- Opening Delimiter -
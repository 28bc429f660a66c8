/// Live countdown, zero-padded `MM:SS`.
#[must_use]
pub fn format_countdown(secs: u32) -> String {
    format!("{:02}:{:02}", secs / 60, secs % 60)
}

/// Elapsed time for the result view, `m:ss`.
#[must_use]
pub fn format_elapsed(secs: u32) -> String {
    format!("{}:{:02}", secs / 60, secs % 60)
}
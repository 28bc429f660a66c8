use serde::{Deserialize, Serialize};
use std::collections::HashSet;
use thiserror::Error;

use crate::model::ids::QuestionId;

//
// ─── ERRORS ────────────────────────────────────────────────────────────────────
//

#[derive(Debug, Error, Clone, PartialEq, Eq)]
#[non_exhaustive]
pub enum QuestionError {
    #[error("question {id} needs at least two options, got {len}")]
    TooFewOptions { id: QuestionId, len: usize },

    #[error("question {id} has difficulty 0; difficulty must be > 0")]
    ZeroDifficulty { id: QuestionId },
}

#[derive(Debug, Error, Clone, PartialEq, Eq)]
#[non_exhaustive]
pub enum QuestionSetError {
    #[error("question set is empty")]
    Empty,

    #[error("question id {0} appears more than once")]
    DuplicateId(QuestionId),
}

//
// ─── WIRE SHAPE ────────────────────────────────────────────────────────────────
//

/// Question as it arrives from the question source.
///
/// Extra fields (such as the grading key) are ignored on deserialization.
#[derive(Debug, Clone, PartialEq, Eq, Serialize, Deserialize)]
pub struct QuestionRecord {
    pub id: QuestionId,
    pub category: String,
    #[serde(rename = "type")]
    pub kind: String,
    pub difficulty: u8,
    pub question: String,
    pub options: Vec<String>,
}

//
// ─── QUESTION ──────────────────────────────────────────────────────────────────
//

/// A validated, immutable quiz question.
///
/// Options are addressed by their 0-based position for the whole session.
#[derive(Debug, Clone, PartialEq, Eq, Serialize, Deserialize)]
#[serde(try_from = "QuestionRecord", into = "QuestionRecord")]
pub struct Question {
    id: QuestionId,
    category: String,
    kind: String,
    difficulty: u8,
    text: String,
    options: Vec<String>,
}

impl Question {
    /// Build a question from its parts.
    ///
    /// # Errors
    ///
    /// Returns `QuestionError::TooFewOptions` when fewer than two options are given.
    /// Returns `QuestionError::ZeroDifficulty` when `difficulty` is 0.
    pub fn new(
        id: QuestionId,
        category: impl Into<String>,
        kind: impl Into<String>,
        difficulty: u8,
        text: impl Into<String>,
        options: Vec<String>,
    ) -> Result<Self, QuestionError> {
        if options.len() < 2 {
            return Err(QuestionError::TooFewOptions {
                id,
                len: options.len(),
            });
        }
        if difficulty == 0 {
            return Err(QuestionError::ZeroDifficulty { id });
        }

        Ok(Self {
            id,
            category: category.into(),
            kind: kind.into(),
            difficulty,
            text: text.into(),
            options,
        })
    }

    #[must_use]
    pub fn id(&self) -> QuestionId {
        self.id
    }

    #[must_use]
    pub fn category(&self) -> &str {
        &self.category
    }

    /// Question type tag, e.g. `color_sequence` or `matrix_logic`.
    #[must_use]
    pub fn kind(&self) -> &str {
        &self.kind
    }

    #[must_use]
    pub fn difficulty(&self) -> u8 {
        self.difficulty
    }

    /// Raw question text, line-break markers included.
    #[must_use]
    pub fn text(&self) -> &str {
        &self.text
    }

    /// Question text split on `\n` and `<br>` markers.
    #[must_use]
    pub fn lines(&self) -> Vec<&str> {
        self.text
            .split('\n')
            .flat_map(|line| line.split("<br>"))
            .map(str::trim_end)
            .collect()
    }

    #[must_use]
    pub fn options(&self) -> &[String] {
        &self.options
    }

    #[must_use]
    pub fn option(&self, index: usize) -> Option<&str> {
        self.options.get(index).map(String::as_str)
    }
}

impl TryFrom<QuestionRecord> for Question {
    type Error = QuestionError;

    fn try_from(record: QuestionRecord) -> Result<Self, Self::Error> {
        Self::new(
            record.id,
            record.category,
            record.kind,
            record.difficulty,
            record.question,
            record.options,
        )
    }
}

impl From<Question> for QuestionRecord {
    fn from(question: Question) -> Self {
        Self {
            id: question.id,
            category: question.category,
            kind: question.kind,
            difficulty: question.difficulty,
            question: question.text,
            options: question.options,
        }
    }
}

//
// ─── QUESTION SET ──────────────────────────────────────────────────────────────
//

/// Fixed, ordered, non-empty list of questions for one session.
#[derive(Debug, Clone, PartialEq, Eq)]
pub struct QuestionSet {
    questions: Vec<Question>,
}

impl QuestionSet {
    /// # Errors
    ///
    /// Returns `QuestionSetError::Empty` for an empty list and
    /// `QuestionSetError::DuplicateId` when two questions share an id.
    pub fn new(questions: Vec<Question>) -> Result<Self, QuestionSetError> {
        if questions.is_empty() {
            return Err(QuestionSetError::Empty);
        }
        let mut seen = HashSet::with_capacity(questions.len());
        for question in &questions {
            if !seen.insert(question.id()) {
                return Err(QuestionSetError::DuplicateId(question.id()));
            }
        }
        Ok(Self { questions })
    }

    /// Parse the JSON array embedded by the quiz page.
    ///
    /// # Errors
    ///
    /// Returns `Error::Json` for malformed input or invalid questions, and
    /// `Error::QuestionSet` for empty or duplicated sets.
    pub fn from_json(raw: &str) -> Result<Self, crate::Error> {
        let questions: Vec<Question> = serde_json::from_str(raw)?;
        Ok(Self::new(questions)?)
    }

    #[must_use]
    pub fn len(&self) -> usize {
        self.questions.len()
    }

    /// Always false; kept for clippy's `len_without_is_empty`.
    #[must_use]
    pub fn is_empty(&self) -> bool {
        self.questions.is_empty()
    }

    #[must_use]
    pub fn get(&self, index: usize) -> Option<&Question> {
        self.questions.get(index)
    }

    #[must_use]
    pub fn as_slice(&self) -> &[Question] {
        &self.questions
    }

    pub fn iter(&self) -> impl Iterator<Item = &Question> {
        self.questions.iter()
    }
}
- Closing Delimiter -
**Your objective**
Go through the listing above and find each line containing the string "seen"; copy those lines.

**Response area**
        let mut seen = HashSet::with_capacity(questions.len());
            if !seen.insert(question.id()) {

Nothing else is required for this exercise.